Vladimir Souza Carvalho
O chão, ao redor da árvore, se forra de pétalas amarelas, fruto das flores desabrolhadas, fato que só acontece final do ano, as árvores enchendo os galhos, umas mais que as outras, abraçando o amarelo. Outras árvores, parcimoniosamente, pincelam poucos galhos, e mais outras, aqui e ali, cruzam os braços, no estágio de brancas nuvens, a evidenciar que o parto das flores amarelas se constitui em tarefa que advém de modo desigual. As árvores, no crescer e desprenhar flores, apesar da mesma idade, como os dedos das mãos, são totalmente diferentes.

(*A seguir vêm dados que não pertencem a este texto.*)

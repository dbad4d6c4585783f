//! CSV input for study data files
//!
//! Reads the exports the coders produce (step transcripts, step transitions,
//! participant task data) into a [`Dataset`]. Quoting follows the same rules
//! as `csv_output`: a field containing a comma, quote, or newline is wrapped
//! in quotes with inner quotes doubled.

use crate::record::{Dataset, Record};
use anyhow::{Context, Result};
use std::path::Path;

/// Cell values treated as the CSV-null sentinel
pub const NULL_SENTINELS: &[&str] = &["", "nan", "NaN", "NA", "N/A", "null", "NULL", "#N/A"];

pub fn is_null_sentinel(value: &str) -> bool {
    NULL_SENTINELS.contains(&value)
}

/// Read and parse a CSV file
pub fn read_csv(path: &Path) -> Result<Dataset> {
    let text = std::fs::read_to_string(path)
        .with_context(|| format!("Failed to read CSV file {}", path.display()))?;
    let dataset =
        parse_csv(&text).with_context(|| format!("Failed to parse CSV file {}", path.display()))?;
    tracing::debug!(
        path = %path.display(),
        rows = dataset.len(),
        columns = dataset.columns.len(),
        "loaded dataset"
    );
    Ok(dataset)
}

/// Parse CSV text whose first row is the header
pub fn parse_csv(text: &str) -> Result<Dataset> {
    let text = text.strip_prefix('\u{feff}').unwrap_or(text);
    let mut rows = split_rows(text)?.into_iter();

    let Some((_, header)) = rows.next() else {
        anyhow::bail!("CSV input has no header row");
    };
    let columns: Vec<String> = header.into_iter().map(|c| c.trim().to_string()).collect();

    let mut records = Vec::new();
    for (line, fields) in rows {
        // A trailing blank line parses as one empty field
        if fields.len() == 1 && fields[0].is_empty() {
            continue;
        }
        if fields.len() != columns.len() {
            anyhow::bail!(
                "Line {} has {} fields but the header has {}",
                line,
                fields.len(),
                columns.len()
            );
        }
        let values = columns
            .iter()
            .cloned()
            .zip(fields)
            .map(|(column, value)| {
                let value = if is_null_sentinel(&value) {
                    None
                } else {
                    Some(value)
                };
                (column, value)
            })
            .collect();
        records.push(Record::new(line, values));
    }

    Ok(Dataset::new(columns, records))
}

/// Split CSV text into rows of unescaped fields, tagged with their starting line
fn split_rows(text: &str) -> Result<Vec<(usize, Vec<String>)>> {
    let mut rows = Vec::new();
    let mut fields = Vec::new();
    let mut field = String::new();
    let mut in_quotes = false;
    let mut line = 1;
    let mut row_start = 1;
    let mut chars = text.chars().peekable();

    while let Some(c) = chars.next() {
        if in_quotes {
            match c {
                '"' if chars.peek() == Some(&'"') => {
                    field.push('"');
                    chars.next();
                }
                '"' => in_quotes = false,
                '\n' => {
                    line += 1;
                    field.push(c);
                }
                _ => field.push(c),
            }
            continue;
        }

        match c {
            '"' if field.is_empty() => in_quotes = true,
            ',' => fields.push(std::mem::take(&mut field)),
            '\r' if chars.peek() == Some(&'\n') => {}
            '\n' => {
                fields.push(std::mem::take(&mut field));
                rows.push((row_start, std::mem::take(&mut fields)));
                line += 1;
                row_start = line;
            }
            _ => field.push(c),
        }
    }

    if in_quotes {
        anyhow::bail!("Unterminated quoted field starting on line {}", row_start);
    }
    if !field.is_empty() || !fields.is_empty() {
        fields.push(field);
        rows.push((row_start, fields));
    }

    Ok(rows)
}
//! Study runner
//!
//! Loads each configured dataset's files and produces the titled report
//! tables in study order: inter-rater reliability, step transitions, loop
//! iterations, step durations, then raw task data per dataset.

use crate::agreement::compute_agreement;
use crate::cli::ReportKind;
use crate::config::{DatasetConfig, StudyConfig};
use crate::csv_input::read_csv;
use crate::iteration::compute_iteration_efficiency;
use crate::record::Dataset;
use crate::step_duration::aggregate_step_durations;
use crate::steps::StepCode;
use crate::table::{ResultTable, TitledTable};
use crate::task_table::build_task_table;
use crate::transition::TransitionMatrix;
use anyhow::{Context, Result};
use std::path::Path;

pub const AGREEMENT_TITLE: &str = "(R5) Inter-rater Reliability of Coding, by dataset and step";
pub const TRANSITIONS_TITLE: &str =
    "(R6) Abstract Step Transitions by treatment, current, next step";
pub const ITERATIONS_TITLE: &str = "(R7) Loop Iterations by treatment, session";
pub const DURATIONS_TITLE: &str =
    "(R8) Step Summary by treatment, session, step (times in hours:minutes:seconds)";

/// Report order for [`ReportKind::All`]
const ALL_REPORTS: [ReportKind; 5] = [
    ReportKind::Agreement,
    ReportKind::Transitions,
    ReportKind::Iterations,
    ReportKind::Durations,
    ReportKind::Tasks,
];

/// The datasets selected for one run
pub struct Study<'a> {
    config: &'a StudyConfig,
    datasets: Vec<&'a DatasetConfig>,
}

impl<'a> Study<'a> {
    /// Select every dataset, or only the one named by `only`
    pub fn new(config: &'a StudyConfig, only: Option<&str>) -> Result<Self> {
        let datasets = match only {
            Some(name) => match config.dataset(name) {
                Some(dataset) => vec![dataset],
                None => anyhow::bail!(
                    "Unknown dataset '{}' (configured: {})",
                    name,
                    config
                        .datasets
                        .iter()
                        .map(|d| d.name.as_str())
                        .collect::<Vec<_>>()
                        .join(", ")
                ),
            },
            None => config.datasets.iter().collect(),
        };
        Ok(Self { config, datasets })
    }

    /// Produce the tables for `kind`; reports with no contributing dataset are omitted
    pub fn run(&self, kind: ReportKind) -> Result<Vec<TitledTable>> {
        let kinds: &[ReportKind] = match kind {
            ReportKind::All => &ALL_REPORTS,
            ref single => std::slice::from_ref(single),
        };

        let mut tables = Vec::new();
        for &kind in kinds {
            match kind {
                ReportKind::Agreement => tables.extend(self.agreement()?),
                ReportKind::Transitions => tables.extend(self.transitions()?),
                ReportKind::Iterations => tables.extend(self.iterations()?),
                ReportKind::Durations => tables.extend(self.durations()?),
                ReportKind::Tasks => tables.extend(self.tasks()?),
                ReportKind::All => {}
            }
        }
        Ok(tables)
    }

    fn load(&self, dataset: &DatasetConfig, file: &Path) -> Result<Dataset> {
        let path = self.config.resolve(dataset, file);
        tracing::info!(dataset = dataset.name.as_str(), path = %path.display(), "loading");
        read_csv(&path)
    }

    /// Cohen's Kappa per step for every dataset with coded fixed-interval transcripts
    pub fn agreement(&self) -> Result<Option<TitledTable>> {
        let mut parts = Vec::new();
        for dataset in &self.datasets {
            let (Some(file), Some(raters)) = (&dataset.fixed_transcripts, &dataset.raters) else {
                continue;
            };
            let data = self.load(dataset, file)?;
            let report = compute_agreement(&data, dataset.irr_label(), raters).with_context(
                || format!("Inter-rater reliability failed for dataset '{}'", dataset.name),
            )?;
            parts.push(report.to_table());
        }
        titled(AGREEMENT_TITLE, parts)
    }

    /// Transition matrices for every transition group of every dataset
    pub fn transitions(&self) -> Result<Option<TitledTable>> {
        let mut parts = Vec::new();
        for dataset in &self.datasets {
            let Some(file) = &dataset.transitions else {
                continue;
            };
            let data = self.load(dataset, file)?;
            for group in dataset.effective_transition_groups() {
                let matrix = match &group.session_suffix {
                    Some(suffix) => {
                        TransitionMatrix::build(&data.filter_session_suffix(suffix), &StepCode::TRANSITION)
                    }
                    None => TransitionMatrix::build(&data, &StepCode::TRANSITION),
                }
                .with_context(|| {
                    format!(
                        "Step transitions failed for dataset '{}', treatment '{}'",
                        dataset.name, group.treatment
                    )
                })?;
                parts.push(matrix.to_table(&group.treatment));
            }
        }
        titled(TRANSITIONS_TITLE, parts)
    }

    /// Iteration efficiency per treatment for every dataset with participant data
    pub fn iterations(&self) -> Result<Option<TitledTable>> {
        let mut parts = Vec::new();
        for dataset in &self.datasets {
            let Some(file) = &dataset.participants else {
                continue;
            };
            let data = self.load(dataset, file)?;
            let report = compute_iteration_efficiency(&data, &dataset.tasks, &dataset.treatments)
                .with_context(|| {
                    format!("Loop iterations failed for dataset '{}'", dataset.name)
                })?;
            parts.push(report.to_table());
        }
        titled(ITERATIONS_TITLE, parts)
    }

    /// Time per step for every dataset with variable-interval transcripts
    pub fn durations(&self) -> Result<Option<TitledTable>> {
        let mut parts = Vec::new();
        for dataset in &self.datasets {
            let Some(file) = &dataset.variable_transcripts else {
                continue;
            };
            let data = self.load(dataset, file)?;
            let report =
                aggregate_step_durations(&data, &dataset.treatments, &StepCode::TRANSITION)
                    .with_context(|| {
                        format!("Step durations failed for dataset '{}'", dataset.name)
                    })?;
            parts.push(report.to_table());
        }
        titled(DURATIONS_TITLE, parts)
    }

    /// One raw task-data table per dataset
    pub fn tasks(&self) -> Result<Vec<TitledTable>> {
        let mut tables = Vec::new();
        for dataset in &self.datasets {
            let Some(file) = dataset.participants.as_ref().filter(|_| dataset.task_table) else {
                continue;
            };
            let data = self.load(dataset, file)?;
            let table = build_task_table(&data, &dataset.tasks)
                .with_context(|| format!("Task data failed for dataset '{}'", dataset.name))?;
            tables.push(TitledTable {
                title: format!("Task Data for {}", dataset.name),
                table,
            });
        }
        Ok(tables)
    }
}

fn titled(title: &str, parts: Vec<ResultTable>) -> Result<Option<TitledTable>> {
    let Some(table) = ResultTable::concat(parts)? else {
        tracing::debug!(title, "no dataset contributes to report");
        return Ok(None);
    };
    Ok(Some(TitledTable {
        title: title.to_string(),
        table,
    }))
}
//! Raw per-task participant data
//!
//! Passes the study-specific task fields through untouched, one block of
//! participant rows per task.

use crate::error::Result;
use crate::record::{columns, Dataset};
use crate::table::ResultTable;

pub const HEADERS: [&str; 6] = [
    "Task",
    "Participant",
    "Bugs Elicited",
    "Bug Desc. Accuracy",
    "Confidence",
    "Time (mm:ss)",
];

/// Build the task table; null cells render empty
pub fn build_task_table(dataset: &Dataset, tasks: &[u32]) -> Result<ResultTable> {
    let mut table = ResultTable::new(HEADERS);

    for &task in tasks {
        let fields = [
            columns::test_cases(task),
            columns::accuracy(task),
            columns::confidence(task),
            columns::elapsed(task),
        ];
        for (i, record) in dataset.iter().enumerate() {
            let mut cells = vec![
                task.to_string(),
                record.field(columns::PARTICIPANT)?.unwrap_or_default().to_string(),
            ];
            for field in &fields {
                cells.push(record.field(field)?.unwrap_or_default().to_string());
            }
            table.push_row(cells, i + 1 == dataset.len());
        }
    }

    Ok(table)
}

Não me perguntem o nome da árvore que não sei responder. Penso que devem pertencer a família dos ipês e das canafístulas, que, durante o ano quase inteiro, só prestigiam o verde das folhas, folhas um tanto finas e compridas, parecidas com as das mangueiras. Chegado o trimestre final, se revestem de flores de cores diversas, aqui, no caso, amarelas, todas de curta duração, o vento a depilá-las, encharcando o solo de pétalas, voltando depois a monotonia do verde que vai perdurar até que, no ano seguinte, em um dos três últimos meses apareça no calendário da natureza. Me falta ciência para entender os motivos do nascimento das flores só intercorre, reiteradamente, no período aludido, outubro abrindo a cancela, e, daí em diante as árvores exteriorizam seus frutos, tudo bafejado por fatores que não estão no meu domínio.
Fico contente em apreciá-las, quando as vejo. Se a ocasião permitir, capto o belo das flores com o celular. Se não, me mantenho na admiração, carente de conhecimentos, sem disposição para mergulhar a fundo na matéria, a advertência vinda lá dos tempos do Ginásio, autêntico obstáculo à frente, desanimando pesquisa a respeito, o receio de invadir sítio no qual não devo trafegar. Esclareço, contando o fato, tal qual tenho ouvido sempre que a gente se reúne com amigos do mesmo tempo e o passado vem à tona. Pois bem. O aluno perguntou a professora [censura com relação ao seu nome] o motivo do simbolo químico da água ser H2O. A mestra, no alto de sua sabedora, foi rápida na resposta: nas coisas de Deus a gente não se mete. O aluno não insistiu. Silêncio na classe. Todo mundo percebeu que a dúvida era impertinente. O mesmo faço eu, agora. Quem quiser que avance. Eu não me arrisco a adentrar em mata desconhecida.